Bill Donoghue's recent "Money Letter" pointed out that Americans forfeited approximately $35 billion in interest last year by keeping their funds in investments that paid low rates of interest. Consequently these investors now have a second, or is it a third chance to rectify last year's error.

It would appear that the Federal Reserve miscalculated in their strategy since they intended to allow rates to decline some in March. Probably everyone erred because very few people realized the true strength of the economy. Only on Tuesday -- when the growth of the Gross National Product for the first quarter was revised upwards to 8.4 percent from 6 1/2 percent -- was the underlying vigor of our economy appreciated. This latent strength in the economy also tells us why the money supply has been growing. Furthermore, the GNP price deflator, a broader measure of inflation, also was revised up, from 7.8 percent to 10 percent. Certainly not good news.

The bottom line according to Peter Gordon, the municipal bond expert of T. Rowe Price is, "that the Fed must remain restrictive until they show that they can get control of the money supply and change inflationary expectations or until there is a definite weakening in the economy." This means the market will endure some volatile activity during the next several weeks, moving up and down on economic and money supply news dictating market direction.

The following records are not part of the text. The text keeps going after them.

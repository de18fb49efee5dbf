//! Workbook decoding with calamine. Every worksheet becomes a named table.

use calamine::{open_workbook_auto, Data, Range, Reader, Xlsx};
use std::fmt::Display;
use std::io::{Cursor, Read, Seek};
use std::path::Path;

use super::raw_to_table;
use crate::error::{DecodeError, DecodeResult};
use crate::join::NamedTable;
use crate::models::{Cell, Row};

/// Decode every worksheet of a workbook file (xlsx, xls, xlsb, ods).
pub fn decode_workbook(path: &Path, has_header: bool) -> DecodeResult<Vec<NamedTable>> {
    let mut workbook = open_workbook_auto(path).map_err(|e| DecodeError::Spreadsheet(e.to_string()))?;
    read_sheets(&mut workbook, has_header)
}

/// Decode an in-memory xlsx workbook.
pub fn decode_xlsx_bytes(bytes: &[u8], has_header: bool) -> DecodeResult<Vec<NamedTable>> {
    let mut workbook: Xlsx<_> =
        Xlsx::new(Cursor::new(bytes.to_vec())).map_err(|e| DecodeError::Spreadsheet(e.to_string()))?;
    read_sheets(&mut workbook, has_header)
}

fn read_sheets<RS, R>(workbook: &mut R, has_header: bool) -> DecodeResult<Vec<NamedTable>>
where
    RS: Read + Seek,
    R: Reader<RS>,
    R::Error: Display,
{
    let sheet_names = workbook.sheet_names().to_vec();
    if sheet_names.is_empty() {
        return Err(DecodeError::Spreadsheet(
            "Workbook contains no sheets".to_string(),
        ));
    }

    let mut sheets = Vec::with_capacity(sheet_names.len());
    for name in &sheet_names {
        let range = workbook
            .worksheet_range(name)
            .map_err(|e| DecodeError::Spreadsheet(format!("{}: {}", name, e)))?;

        // Empty worksheets are skipped rather than failing the workbook
        match raw_to_table(range_rows(&range), has_header) {
            Ok(table) => sheets.push(NamedTable::new(name.clone(), table)),
            Err(DecodeError::EmptyInput) => continue,
            Err(e) => return Err(e),
        }
    }

    if sheets.is_empty() {
        return Err(DecodeError::EmptyInput);
    }
    Ok(sheets)
}

fn range_rows(range: &Range<Data>) -> Vec<Row> {
    range
        .rows()
        .map(|row| row.iter().map(data_cell).collect::<Row>())
        .filter(|row| !row.iter().all(Cell::is_blank))
        .collect()
}

fn data_cell(data: &Data) -> Cell {
    match data {
        Data::Empty => Cell::Empty,
        Data::String(s) => Cell::text(s.as_str()),
        Data::Float(f) => Cell::Number(*f),
        Data::Int(i) => Cell::Number(*i as f64),
        Data::Bool(b) => Cell::Text(b.to_string()),
        Data::Error(e) => Cell::Text(format!("#{:?}", e)),
        Data::DateTime(dt) => Cell::Number(dt.as_f64()),
        Data::DateTimeIso(s) => Cell::text(s.as_str()),
        Data::DurationIso(s) => Cell::text(s.as_str()),
    }
}
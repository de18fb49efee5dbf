//! Numeric sniffing for cells.

use once_cell::sync::Lazy;
use regex::Regex;

use crate::models::Cell;

static NUMBER_RE: Lazy<Regex> = Lazy::new(|| {
    Regex::new(r"^[+-]?(?:\d+(?:\.\d*)?|\.\d+)(?:[eE][+-]?\d+)?$").expect("valid number regex")
});

/// Parse text as a decimal number. Surrounding whitespace is ignored;
/// blank text is not a number.
pub fn parse_number(text: &str) -> Option<f64> {
    let trimmed = text.trim();
    if !NUMBER_RE.is_match(trimmed) {
        return None;
    }
    trimmed.parse::<f64>().ok().filter(|n| n.is_finite())
}

/// Numeric value of a cell, if it has one.
pub fn cell_number(cell: &Cell) -> Option<f64> {
    match cell {
        Cell::Number(n) if n.is_finite() => Some(*n),
        Cell::Number(_) | Cell::Empty => None,
        Cell::Text(s) => parse_number(s),
    }
}

#[cfg(test)]
mod tests {
    use super::*;

    #[test]
    fn test_parse_number() {
        assert_eq!(parse_number("42"), Some(42.0));
        assert_eq!(parse_number(" -3.5 "), Some(-3.5));
        assert_eq!(parse_number(".5"), Some(0.5));
        assert_eq!(parse_number("1e3"), Some(1000.0));
        assert_eq!(parse_number("+7."), Some(7.0));
        assert_eq!(parse_number(""), None);
        assert_eq!(parse_number("abc"), None);
        assert_eq!(parse_number("12abc"), None);
        assert_eq!(parse_number("inf"), None);
        assert_eq!(parse_number("NaN"), None);
    }

    #[test]
    fn test_cell_number() {
        assert_eq!(cell_number(&Cell::Number(2.0)), Some(2.0));
        assert_eq!(cell_number(&Cell::from("10")), Some(10.0));
        assert_eq!(cell_number(&Cell::Empty), None);
        assert_eq!(cell_number(&Cell::Number(f64::NAN)), None);
    }
}
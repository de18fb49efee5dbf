//! Session: the working table, its filter chain and its history.
//!
//! Every command computes its result before touching any state, so a failed
//! command leaves the working table and the history exactly as they were.
//!
//! ```text
//! load_table / run_join / merge_sheets
//!        │  (clears history, commits "initial data")
//!        ▼
//!   working table ──► apply_filter / apply_sort / apply_cleanup ──► commit
//!        ▲                                                            │
//!        └────────────────────── undo / redo ◄────────────────────────┘
//! ```

pub mod worker;

pub use worker::SharedSession;

use serde::Serialize;
use std::sync::Arc;

use crate::config::EngineConfig;
use crate::error::{EngineError, EngineResult, ValidationError};
use crate::history::{History, BASELINE_LABEL};
use crate::join::{self, MergeMode, MergeSummary, NamedTable};
use crate::logs::{log_info, log_info_indent, log_success, log_warning};
use crate::models::{JoinSpec, JoinStats, Table};
use crate::transform::{
    cleanup_table, filter_table, profile_table, sort_table, CleanupOp, FilterSpec, SortSpec,
    TableProfile,
};
use crate::validation::{validate_filter, validate_join, validate_sort, ValidationReport};

/// Label committed when a filter chain is cleared.
pub const CLEAR_FILTER_LABEL: &str = "clear filter";

/// Result of [`Session::apply_filter`].
#[derive(Debug, Clone, Copy, PartialEq, Eq, Serialize)]
#[serde(rename_all = "camelCase")]
pub struct FilterOutcome {
    /// Rows that satisfied the condition.
    pub kept: usize,
    /// Rows of the table the filter ran on.
    pub baseline_rows: usize,
}

#[derive(Debug, Clone)]
pub struct Session {
    config: EngineConfig,
    current: Option<Table>,
    /// Table as it was before the first filter of the active chain.
    filter_baseline: Option<Arc<Table>>,
    history: History,
    last_stats: Option<JoinStats>,
    last_merge: Option<MergeSummary>,
}

impl Session {
    pub fn new(config: EngineConfig) -> Self {
        let history = History::new(config.history_capacity);
        Self {
            config,
            current: None,
            filter_baseline: None,
            history,
            last_stats: None,
            last_merge: None,
        }
    }

    pub fn config(&self) -> &EngineConfig {
        &self.config
    }

    pub fn current(&self) -> Option<&Table> {
        self.current.as_ref()
    }

    /// Stats of the join that produced the current dataset, if any.
    pub fn join_stats(&self) -> Option<&JoinStats> {
        self.last_stats.as_ref()
    }

    pub fn last_merge(&self) -> Option<&MergeSummary> {
        self.last_merge.as_ref()
    }

    pub fn history(&self) -> &History {
        &self.history
    }

    pub fn filter_active(&self) -> bool {
        self.filter_baseline.is_some()
    }

    // =========================================================================
    // Datasets
    // =========================================================================

    /// Replace the dataset. History restarts from `initial data`.
    pub fn load_table(&mut self, table: Table, source: &str) {
        log_info(format!(
            "Loaded {}: {} rows, {} columns",
            source,
            table.len(),
            table.width()
        ));
        self.last_stats = None;
        self.last_merge = None;
        self.reset(table);
    }

    /// Validate and join two tables, then load the result.
    pub fn run_join(&mut self, left: &Table, right: &Table, spec: &JoinSpec) -> EngineResult<JoinStats> {
        let report = validate_join(left, right, spec, self.config.allow_empty_keys)?;
        log_report(&report);

        log_info(format!(
            "Running {} join on [{}] = [{}]",
            spec.join_type,
            spec.keys_left.join(", "),
            spec.keys_right.join(", ")
        ));
        let result = join::join(left, right, spec, &self.config.collision_suffix)?;
        log_success(format!("Join complete: {}", result.stats));

        let stats = result.stats;
        self.last_stats = Some(stats);
        self.last_merge = None;
        self.reset(result.table);
        Ok(stats)
    }

    /// Combine sheets into the dataset.
    ///
    /// Exactly two sheets with non-empty key lists are joined, anything else
    /// is stacked under the union of the headers.
    pub fn merge_sheets(&mut self, sheets: &[NamedTable], spec: Option<&JoinSpec>) -> EngineResult<MergeSummary> {
        let tables: Vec<&Table> = sheets.iter().map(|s| &s.table).collect();
        let (table, summary) = join::merge_sheets(&tables, spec, &self.config.collision_suffix)?;

        let names: Vec<&str> = sheets.iter().map(|s| s.name.as_str()).collect();
        match summary.mode {
            MergeMode::Join => log_success(format!(
                "Joined sheets {}: {} rows",
                names.join(" + "),
                summary.total_rows
            )),
            MergeMode::Union => log_success(format!(
                "Merged {} sheets ({}): {} rows",
                summary.sheets,
                names.join(", "),
                summary.total_rows
            )),
        }

        self.last_stats = summary.join_stats;
        self.last_merge = Some(summary.clone());
        self.reset(table);
        Ok(summary)
    }

    fn reset(&mut self, table: Table) {
        self.history.clear();
        self.history.commit(&table, BASELINE_LABEL);
        self.filter_baseline = None;
        self.current = Some(table);
    }

    // =========================================================================
    // Transforms
    // =========================================================================

    /// Filter the chain's baseline.
    ///
    /// Filters do not stack: each one runs on the table as it was before the
    /// first filter of the chain.
    pub fn apply_filter(&mut self, spec: &FilterSpec) -> EngineResult<FilterOutcome> {
        let base = match self.filter_baseline.as_deref() {
            Some(baseline) => baseline,
            None => self.loaded()?,
        };
        validate_filter(base, spec)?;
        let filtered = filter_table(base, spec)?;

        let outcome = FilterOutcome {
            kept: filtered.len(),
            baseline_rows: base.len(),
        };
        log_info(format!(
            "{}: kept {} of {} rows",
            spec.label(),
            outcome.kept,
            outcome.baseline_rows
        ));

        if self.filter_baseline.is_none() {
            self.filter_baseline = self.current.take().map(Arc::new);
        }
        self.history
            .commit_filtered(&filtered, spec.label(), self.filter_baseline.clone());
        self.current = Some(filtered);
        Ok(outcome)
    }

    /// Restore the table from before the filter chain.
    pub fn clear_filter(&mut self) -> EngineResult<()> {
        let baseline = self.filter_baseline.take().ok_or(EngineError::NoActiveFilter)?;
        let baseline = Arc::try_unwrap(baseline).unwrap_or_else(|shared| (*shared).clone());
        log_info(format!("Filter cleared: {} rows", baseline.len()));
        self.commit(baseline, CLEAR_FILTER_LABEL.to_string());
        Ok(())
    }

    pub fn apply_sort(&mut self, spec: &SortSpec) -> EngineResult<()> {
        let table = self.loaded()?;
        validate_sort(table, spec)?;
        let sorted = sort_table(table, spec)?;

        log_info(spec.label());
        self.filter_baseline = None;
        self.commit(sorted, spec.label());
        Ok(())
    }

    /// Run a cleanup operation. Returns the number of rows removed.
    pub fn apply_cleanup(&mut self, op: &CleanupOp) -> EngineResult<usize> {
        let outcome = cleanup_table(self.loaded()?, op);
        log_info(format!("{}: {} rows removed", op.label(), outcome.removed));

        self.filter_baseline = None;
        self.commit(outcome.table, op.label());
        Ok(outcome.removed)
    }

    /// Profile the current table.
    pub fn profile(&self) -> EngineResult<TableProfile> {
        Ok(profile_table(self.loaded()?, self.config.profile_sample_rows))
    }

    fn commit(&mut self, table: Table, label: String) {
        self.history.commit(&table, label);
        self.current = Some(table);
    }

    fn loaded(&self) -> EngineResult<&Table> {
        self.current
            .as_ref()
            .ok_or_else(|| ValidationError::EmptySelection("no table loaded".to_string()).into())
    }

    // =========================================================================
    // History
    // =========================================================================

    /// Step back one snapshot. Returns the label of the undone operation.
    ///
    /// Landing on a filtered snapshot resumes its filter chain.
    pub fn undo(&mut self) -> EngineResult<String> {
        let (label, table) = self.history.undo().ok_or(EngineError::NothingToUndo)?;
        log_info(format!("Undo: {}", label));
        log_info_indent(self.history.status(), 1);
        self.filter_baseline = self.history.filter_baseline().cloned();
        self.current = Some(table);
        Ok(label)
    }

    /// Step forward one snapshot. Returns the label of the redone operation.
    pub fn redo(&mut self) -> EngineResult<String> {
        let (label, table) = self.history.redo().ok_or(EngineError::NothingToRedo)?;
        log_info(format!("Redo: {}", label));
        log_info_indent(self.history.status(), 1);
        self.filter_baseline = self.history.filter_baseline().cloned();
        self.current = Some(table);
        Ok(label)
    }
}

impl Default for Session {
    fn default() -> Self {
        Self::new(EngineConfig::default())
    }
}

fn log_report(report: &ValidationReport) {
    for warning in &report.warnings {
        log_warning(warning.clone());
    }
}
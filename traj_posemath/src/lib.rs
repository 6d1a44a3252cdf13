//! Pose math for the trajectory planner.
//!
//! The minimal geometric layer the planner core consumes: 9-axis machine
//! poses, Cartesian vector helpers, and the line/circle parameterizations
//! motion segments are built from. Everything here is allocation-free and
//! `Copy` so segments can live in a fixed-capacity queue.

pub mod cart;
pub mod circle;
pub mod line;
pub mod pose;

pub use cart::{Cart, CART_FUZZ, unit, unit_angle};
pub use circle::Circle;
pub use line::Line;
pub use pose::Pose;
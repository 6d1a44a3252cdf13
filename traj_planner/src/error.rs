//! Error type for the fallible control-API surface.
//!
//! The cycle path itself is total: it never returns an error and remains
//! well defined for any planner state. Only command-side operations
//! (configuration, queueing) can fail, and they fail without mutating
//! planner state.

use thiserror::Error;

/// Command-side planner error.
#[derive(Debug, Clone, PartialEq, Error)]
pub enum TpError {
    /// Motion was queued before cycle time and the velocity and
    /// acceleration bounds were all configured.
    #[error("planner is not configured")]
    NotConfigured,

    /// Cycle time must be strictly positive.
    #[error("cycle time must be positive, got {0}")]
    InvalidCycleTime(f64),

    /// Velocity bounds must be strictly positive.
    #[error("velocity bound must be positive, got {0}")]
    InvalidVelocity(f64),

    /// Acceleration bound must be strictly positive.
    #[error("acceleration bound must be positive, got {0}")]
    InvalidAccel(f64),

    /// Unknown termination condition value.
    #[error("invalid termination condition {0}")]
    InvalidTermCond(u8),

    /// Motion ids must be non-negative.
    #[error("invalid motion id {0}")]
    InvalidMotionId(i32),

    /// The segment queue is at capacity; retry after a segment completes.
    #[error("segment queue is full")]
    QueueFull,

    /// New motion cannot be queued while an abort is draining.
    #[error("planner is aborting; cannot queue new motion")]
    Aborting,

    /// Rigid tapping requires spindle synchronization to be configured.
    #[error("cannot add an unsynchronized rigid tap move")]
    UnsyncedRigidTap,

    /// The commanded circle has no usable radius or axis.
    #[error("degenerate circle geometry")]
    DegenerateCircle,

    /// Synchronized I/O index out of range.
    #[error("synchronized I/O index {0} out of range")]
    InvalidIoIndex(usize),

    /// Configuration file could not be loaded or failed validation.
    #[error("config: {0}")]
    Config(String),
}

Because of the uncertainty of the economy and inflation and the volatility of the markets, conservative investors should not extend longer than five years and a healthy cash position also should be maintained.

Tax-exempt money market funds are returning between 6 1/2 percent and 7 1/4 percent. Short-term notes due within one year are returning between 7 1/2 and 8 3/4 percent. Three year, tax-exempt, A-rated, pollution-control revenue bonds are returning 9 percent.

Taxable money market funds are returning 15 percent, and the new two-year Treasury note is returning 15 1/4 percent.

Also, four major brokerage houses sponsored in a two-week period $1.1 billion of six-month, taxable-unit investment trusts with yields ranging from 16 to 17.49 percent. These trusts have been coming to market at the rate of one to two per week. Because of the demand they are generally all sold within two hours. Merrill Lynch, the senior manager, expects to continue to bring these to market as long as the demand exists and suggest investors express interest to the sponsors in advance of the offerings. The other sponsors are Dean Witter Reynolds, Bache Halsey Stuart and Shearson Loeb Rhoades. The cost is approximatly $1,000 per unit.

The Treasury will auction a five-year, five-month note on Thursday. It will be available in minimum denominations of $1,000 and probably will return 14 3/4 percent or higher.

E. F. Hutton will offer some time this week a Prince George's County, Md., floating-rate bond issue for the Potomac Electric Power Co. The coupon of this issue will change weekly, based on a formula pegged to the 90-day Treasury bill or 30-year Treasury bond. The price of this type of tax-exempt has remained close to par despite price swings in the market.